La Libye, une nouvelle leçon à retenir pour des décisions d’exportations responsables ?

25 03 2011

L'ONU encore endormie. Photo Benoît Muracciole

Après la résolution 1973 du Conseil de Sécurité le 17 mars 2011, les frappes aériennes ont donc été autorisées pour interdire le ciel de Libye aux forces fidèles à Mouammar Kadhafi et ce, afin notamment de protéger les populations. L’urgence de la protection des populations, qui est réelle, semble plutôt être un bel argument pour justifier l’absence de réaction de notre gouvernement aux graves violations des droits humains en Afrique du Nord et au Moyen Orient. Depuis le début du printemps Arabe, qui a vu naître les mouvements populaires de Tunisie, d’Égypte, du Bahreïn, du Koweït, du Yémen de Syrie… ce même gouvernement n’avait pas jugé bon de parler d’une quelconque intervention pour protéger les populations.

Une fois de plus donc, des avions militaires français ont bombardé des positions tenues par un gouvernement étranger sans qu’il y ait eu un débat, ni même un vote, au sein de l’Assemblée Nationale. Dommage  car le débat démocratique est parfois l’occasion d’apprendre un peu plus de nos erreurs passées et permet de se préserver de toute diplomatie mondaine[1]. Mis à part le ridicule de cette diplomatie, celle ci  se paye largement en vies humaines, dans un  temps moins immédiat, lorsque les caméras sont reparties vers de nouvelles urgences[2]. Ce débat aurait pu être l’occasion de retrouver les questions qui avaient surgi par exemple en 1991 lors de la guerre d’Irak :

« Quels sont les pays qui ont transféré cet arsenal au gouvernement de Mouammar Kadhafi et quand ? »

Pour la France la réponse se trouve en partie dans les rapports au Parlement sur ses exportations d’armes. S’il n’y avait pas eu, du moins à notre connaissance, d’exportations d’armes en direction de la Libye entre 1994 et 2006, l’année 2007 annonce une reprise de celles ci. Le rapport de 2007 annonce des exportations de quelques 15,5 millions d’euros[3] qui se répartissent entre des équipements pour avions et du matériel de mesure / contre mesures militaires[4]. Ce qui signifie, par exemple, que les mirages français achetés dans les années 1970 par la Libye, et qui étaient hors d’état de nuire faute  d’entretien et de pièces de rechanges, ont pu être remis en état de marche et être ainsi utilisés contre la population.

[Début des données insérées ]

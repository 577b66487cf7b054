mod color_mode;
mod console;

pub use color_mode::ColorMode;
pub use console::{write_categories, write_comparison, write_mode_breakdown, write_national_trend, write_ranking, write_selection};
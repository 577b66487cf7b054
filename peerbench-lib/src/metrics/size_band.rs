use clap::ValueEnum;
use serde::{Deserialize, Serialize};
use strum::{Display, EnumIter};

/// Coarse size buckets used to narrow candidates by ridership or population.
///
/// Lower bounds are inclusive and upper bounds exclusive.
#[derive(Debug, Clone, Copy, PartialEq, Eq, PartialOrd, Ord, Hash, Serialize, Deserialize, Display, EnumIter, ValueEnum)]
#[serde(rename_all = "snake_case")]
#[strum(serialize_all = "snake_case")]
#[value(rename_all = "snake_case")]
pub enum SizeBand {
    VeryLarge,
    Large,
    Medium,
    Small,
    VerySmall,
}

impl SizeBand {
    /// Annual trip range covered by this band.
    #[must_use]
    pub const fn ridership_bounds(self) -> (f64, Option<f64>) {
        match self {
            Self::VeryLarge => (100_000_000.0, None),
            Self::Large => (10_000_000.0, Some(100_000_000.0)),
            Self::Medium => (1_000_000.0, Some(10_000_000.0)),
            Self::Small => (100_000.0, Some(1_000_000.0)),
            Self::VerySmall => (0.0, Some(100_000.0)),
        }
    }

    /// Urbanized area population range covered by this band.
    #[must_use]
    pub const fn population_bounds(self) -> (f64, Option<f64>) {
        match self {
            Self::VeryLarge => (2_000_000.0, None),
            Self::Large => (500_000.0, Some(2_000_000.0)),
            Self::Medium => (100_000.0, Some(500_000.0)),
            Self::Small => (50_000.0, Some(100_000.0)),
            Self::VerySmall => (0.0, Some(50_000.0)),
        }
    }

    #[must_use]
    pub fn contains_ridership(self, ridership: f64) -> bool {
        within(self.ridership_bounds(), ridership)
    }

    #[must_use]
    pub fn contains_population(self, population: f64) -> bool {
        within(self.population_bounds(), population)
    }

    #[must_use]
    pub const fn ridership_label(self) -> &'static str {
        match self {
            Self::VeryLarge => "Very Large (>100M trips)",
            Self::Large => "Large (10M-100M trips)",
            Self::Medium => "Medium (1M-10M trips)",
            Self::Small => "Small (100K-1M trips)",
            Self::VerySmall => "Very Small (<100K trips)",
        }
    }

    #[must_use]
    pub const fn population_label(self) -> &'static str {
        match self {
            Self::VeryLarge => "Very Large (>2M)",
            Self::Large => "Large (500K-2M)",
            Self::Medium => "Medium (100K-500K)",
            Self::Small => "Small (50K-100K)",
            Self::VerySmall => "Very Small (<50K)",
        }
    }
}

fn within((min, max): (f64, Option<f64>), value: f64) -> bool {
    value >= min && max.is_none_or(|max| value < max)
}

Mais qui au sein de la CIEEMG[5] a pu prendre cette décision ?

Alors que les critères du code de conduite (CdC) de l’Union Européenne[6] alertaient chaque pays sur le risque d’usage des armes, une décision politique a été prise en complète contradiction.

Qui a accordé ces autorisations d’exportations[7] de matériels de guerre qui sont aujourd’hui utilisés contre les populations ?

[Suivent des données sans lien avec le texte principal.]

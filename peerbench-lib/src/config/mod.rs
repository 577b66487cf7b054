#[expect(clippy::module_inception, reason = "Config is the core type of this module")]
mod config;

pub use config::{CONFIG_FILE, Config, DEFAULT_CONFIG_TOML};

Qu’en est il de la responsabilité du politique qui a pris cette décision ?

Les arguments d’urgence cachent mal l’absence de vision politique du gouvernement français sur le devenir des populations. Mais aussi une absence de stratégie internationale à moyen terme sur le futur de la Libye, qui se révèle par une décision de « bombardements ciblés » afin d’obtenir ou ne pas obtenir le départ de Kadhafi.

S’il y avait au moins une fois dans l’histoire l’exemple d’une intervention militaire extérieure qui ait apporté la liberté et le respect des droits humains aux populations d’un pays, cela se saurait. Mais cette même histoire montre que les États préfèrent trop souvent mettre de côté le respect des droits humains dans leurs décisions d’exporter les armes.

C’est en cela que le traité international sur le commerce des armes (TCA) est une occasion pour la France de retrouver une légitimité aux yeux des populations du monde. Car le futur TCA  ne s’inscrit pas dans une logique punitive mais dans une dynamique préventive. Il posera aussi la question de la responsabilité des États dans l’évaluation des risques d’usages de ces armes, dans la délivrance au cas par cas, des autorisations d’exportations.

Benoît Muracciole

Action Sécurité Éthique Républicaines (ASER)


[1] Comme la déclaration de la reconnaissance du «gouvernement provisoire de la Libye libre» par un représentant du nouveau concept de «philosophe tacticien militaire ».

[2] De la Côte d’Ivoire à la République Démocratique du Congo, en passant par le Sri Lanka, Ghaza, la Somalie ou la Colombie ou les graves violations des droits de la personne, voire des crimes contre l’humanité, continuent dans l’indifférence des médias… et des mondains.

[3] Voir le rapport au parlement sur les exportations d’armes de la France de 2008

[4] Voir le rapport au parlement sur les exportations d’armes de la France de 2008 : ML9 : 32 250€   ML10 : 16 025 667€  ML11 : 594 000€  ML15 : 1 011 000 €  pour un total = 17 662 917 €

[5] Commission inter ministérielle d’étude des exportations de matériel de guerre qui dépend du Premier Ministre.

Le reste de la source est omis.